Cameroon vs. Croatia: Alex Song Red Card Paves Way for Vatreni Demolition

Sam TigheWorld Football Tactics Lead WriterJune 18, 2014

MANAUS, BRAZIL - JUNE 18:  Mario Mandzukic of Croatia celebrates scoring his team's third goal during the 2014 FIFA World Cup Brazil Group A match between Cameroon and Croatia at Arena Amazonia on June 18, 2014 in Manaus, Brazil.  (Photo by Stu Forster/Getty Images)
Stu Forster/Getty Images

Croatia beat Cameroon, 4-0, on Wednesday evening and in doing so, set up a do-or-die fixture with Mexico on June 23 to qualify for the knockout stages in the FIFA World Cup 2014.

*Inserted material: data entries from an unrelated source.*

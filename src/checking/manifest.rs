//! Declared permissions from a plugin manifest. Only the indentation
//! structure is read: the `permissions:` section header, then every key
//! indented by exactly two spaces until the first line that is not.

use std::collections::BTreeSet;

#[derive(Debug, Clone, Default, PartialEq, Eq)]
pub struct Manifest {
    pub permissions: BTreeSet<String>,
    pub has_section: bool,
}

pub fn parse_manifest(text: &str) -> Manifest {
    let mut manifest = Manifest::default();

    for line in text.lines() {
        if !manifest.has_section {
            if crate::regex!(r"^permissions\s*:\s*$").is_match(line.trim()) {
                manifest.has_section = true;
            }
            continue;
        }

        if !line.starts_with("  ") {
            break;
        }

        if let Some(cap) = crate::regex!(r"^\s{2}([A-Za-z0-9_.-]+)\s*:\s*$").captures(line) {
            if let Some(name) = cap.get(1) {
                manifest
                    .permissions
                    .insert(
                        name.as_str()
                            .to_string(),
                    );
            }
        }
    }

    manifest
}
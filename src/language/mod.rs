// Records recovered from the audited artifacts

mod card;
mod command;
mod error;

// Re-export all public symbols
pub use card::*;
pub use command::*;
pub use error::*;
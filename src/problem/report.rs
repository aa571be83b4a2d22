use super::{Finding, Severity};

/// Every finding from a run, in the order they were raised.
#[derive(Debug, Clone, Default, PartialEq, Eq)]
pub struct Report {
    findings: Vec<Finding>,
}

impl Report {
    pub fn new() -> Report {
        Report::default()
    }

    pub fn push(&mut self, finding: Finding) {
        self.findings
            .push(finding);
    }

    pub fn findings(&self) -> &[Finding] {
        &self.findings
    }

    pub fn errors(&self) -> impl Iterator<Item = &Finding> {
        self.findings
            .iter()
            .filter(|finding| finding.severity == Severity::Error)
    }

    pub fn warnings(&self) -> impl Iterator<Item = &Finding> {
        self.findings
            .iter()
            .filter(|finding| finding.severity == Severity::Warning)
    }

    /// No errors. Warnings do not count against a report.
    pub fn is_clean(&self) -> bool {
        self.errors()
            .next()
            .is_none()
    }

    pub fn exit_code(&self) -> u8 {
        if self.is_clean() {
            0
        } else {
            1
        }
    }

    /// The error findings rendered as text, one per line.
    pub fn error_lines(&self) -> Vec<String> {
        self.errors()
            .map(|finding| finding.to_string())
            .collect()
    }
}

impl Extend<Finding> for Report {
    fn extend<T: IntoIterator<Item = Finding>>(&mut self, iter: T) {
        self.findings
            .extend(iter);
    }
}
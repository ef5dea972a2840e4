//! Human and JSON rendering of command results.

use std::io;

use serde::Serialize;
use serde_json::json;

use crate::app::operation_log::{OperationLog, OperationOutcome};
use crate::app::sysctl::ReloadOutcome;
use crate::domain::{AppError, EditResult};

fn print_json<T: Serialize>(value: &T) -> Result<(), AppError> {
    let text = serde_json::to_string_pretty(value).map_err(io::Error::from)?;
    println!("{}", text);
    Ok(())
}

pub fn print_edit(
    result: &EditResult,
    reload: Option<&ReloadOutcome>,
    json: bool,
) -> Result<(), AppError> {
    if json {
        return print_json(&json!({ "success": true, "result": result, "sysctl_reload": reload }));
    }

    if result.changed() {
        println!("✅ Applied {} to {}", result.setting(), result.file().display());
    } else {
        println!("✅ {} already compliant ({})", result.file().display(), result.setting());
    }
    println!("   Backup: {}", result.backup().display());
    let diff = result.diff().text();
    if !diff.is_empty() {
        println!();
        print!("{}", diff);
        if !diff.ends_with('\n') {
            println!();
        }
    }
    print_reload(reload);
    Ok(())
}

pub fn print_log(
    log: &OperationLog,
    reload: Option<&ReloadOutcome>,
    json: bool,
) -> Result<(), AppError> {
    if json {
        return print_json(&json!({
            "success": log.all_succeeded(),
            "operations": log.records(),
            "sysctl_reload": reload,
        }));
    }

    for record in log.records() {
        match &record.outcome {
            OperationOutcome::Applied { backup, changed, .. } => {
                let state = if *changed { "applied" } else { "already compliant" };
                println!("✅ {}: {} (backup: {})", record.setting, state, backup.display());
            }
            OperationOutcome::Failed { message, .. } => {
                println!("❌ {}: {}", record.setting, message);
            }
        }
    }
    print_reload(reload);
    Ok(())
}

pub fn print_notice(message: &str, json: bool) -> Result<(), AppError> {
    if json {
        return print_json(&json!({ "success": true, "message": message }));
    }
    println!("ℹ️ {}", message);
    Ok(())
}

fn print_reload(reload: Option<&ReloadOutcome>) {
    match reload {
        Some(ReloadOutcome::Reloaded) => println!("✅ Reloaded sysctl settings"),
        Some(ReloadOutcome::Failed { message }) => {
            println!("⚠️ File updated but sysctl reload failed: {}", message)
        }
        Some(ReloadOutcome::Skipped) | None => {}
    }
}

pub fn print_error(err: &AppError, json: bool) {
    if json {
        let body = json!({
            "success": false,
            "error": {
                "kind": err.kind_name(),
                "message": err.to_string(),
                "backup": err.backup_path(),
            },
        });
        println!("{}", body);
        return;
    }

    eprintln!("Error: {}", err);
    if let AppError::WriteFailed { path, backup, .. } = err {
        eprintln!(
            "Hint: restore with `cp {} {}` if the file was damaged",
            backup.display(),
            path.display()
        );
    }
}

Ivica Olic stabbed home early on to give the Vatreni the lead, and just as the Indomitable Lions were growing into the game, Alex Song received a straight red card for elbowing Mario Mandzukic.

Goals flowed in the second half as a result, with Ivan Perisic and Mandzukic (two) notching to seal a comfortable win.


Formations and XIs


Cameroon lined up in a 4-3-3 again, but this time, it was without Samuel Eto'o. Vincent Aboubakar played alone up front, he but was joined by electric wingers and marauding full-backs at all times.

Croatia plumped for their regular 4-2-3-1 with Luka Modric and Ivan Rakitic at the base. Danijel Pranjic was restored to left-back, Sammir came into the No. 10 role and Mandzukic started up top.


Cameroon Approach

Cameroon began in much better fashion than in their dreadful opener against Mexico, passing the ball quickly with purpose and direction.

Stephane M'Bia proved to be an inspired choice at right-back ahead of Dany Nounkeu, Allan Nyom and Cedric Djeugoue, with his surges forward a regular feature of the Indomitable Lions' style of play.

Aboubakar made strong runs from his centre-forward role, Benjamin Moukandjo looked lively with the ball at his feet and saw lots of it, while Eric Maxim Choupo-Moting was also far more influential.

Overall, a serious upgrade on their first match in terms of belief, tactics, style and competency. There were times where Dejan Lovren and Co. looked utterly terrified of the sight of Aboubakar running toward them with the ball in tow.


Croatia Approach

Croatia also favoured a right-sided approach, with Ivan Perisic—who was so influential against Brazil—pairing up with the rampant Darijo Srna to great effect.

The Vatreni sprayed balls quickly to the right flank three times inside the opening 12 minutes, and on the third attempt, it created Olic's stabbed goal to open the scoring.

The focus toward Srna and Perisic's side was so heavy that they essentially bypassed No. 10 Sammir in midfield. Despite playing in the prototypical "playmaker" role, he saw little of the ball and created nothing.

Instead, he acted as a more protective/physical layer ahead of Modric and Rakitic, chasing runners from deep and staying goalside of Cameroon's most advanced central runner.


Game Over

Song's ridiculous red card just before half-time essentially ended the contest.

With Cameroon a goal down, a man down but also in need of points to stay alive, manager Volker Finke opted to play a holey 4-2-3 formation and retain three forwards at the expense of midfield solidarity.

From there, Modric and Rakitic took over, ensuring the pitch was nice and wide and spreading the ball around from flank to flank.

Raking balls into the channels set the wide players away frequently, with Srna, Perisic, Olic and later Ante Rebic all steaming in on goal in the second half.

Mandzukic profited with two goals, while Perisic—the man of the match—bagged one too.



Cameroon become the third side to go out of the FIFA World Cup 2014 and have lost their last six games at the finals on the trot.


At the end of the match, Benoit Assou-Ekotto and Benjamin Moukandjo began fighting—a deplorable scene that essentially sums up Finke's awful stay in Brazil.

For Croatia, it's a must-win game against Mexico on the horizon, and what a game that will be.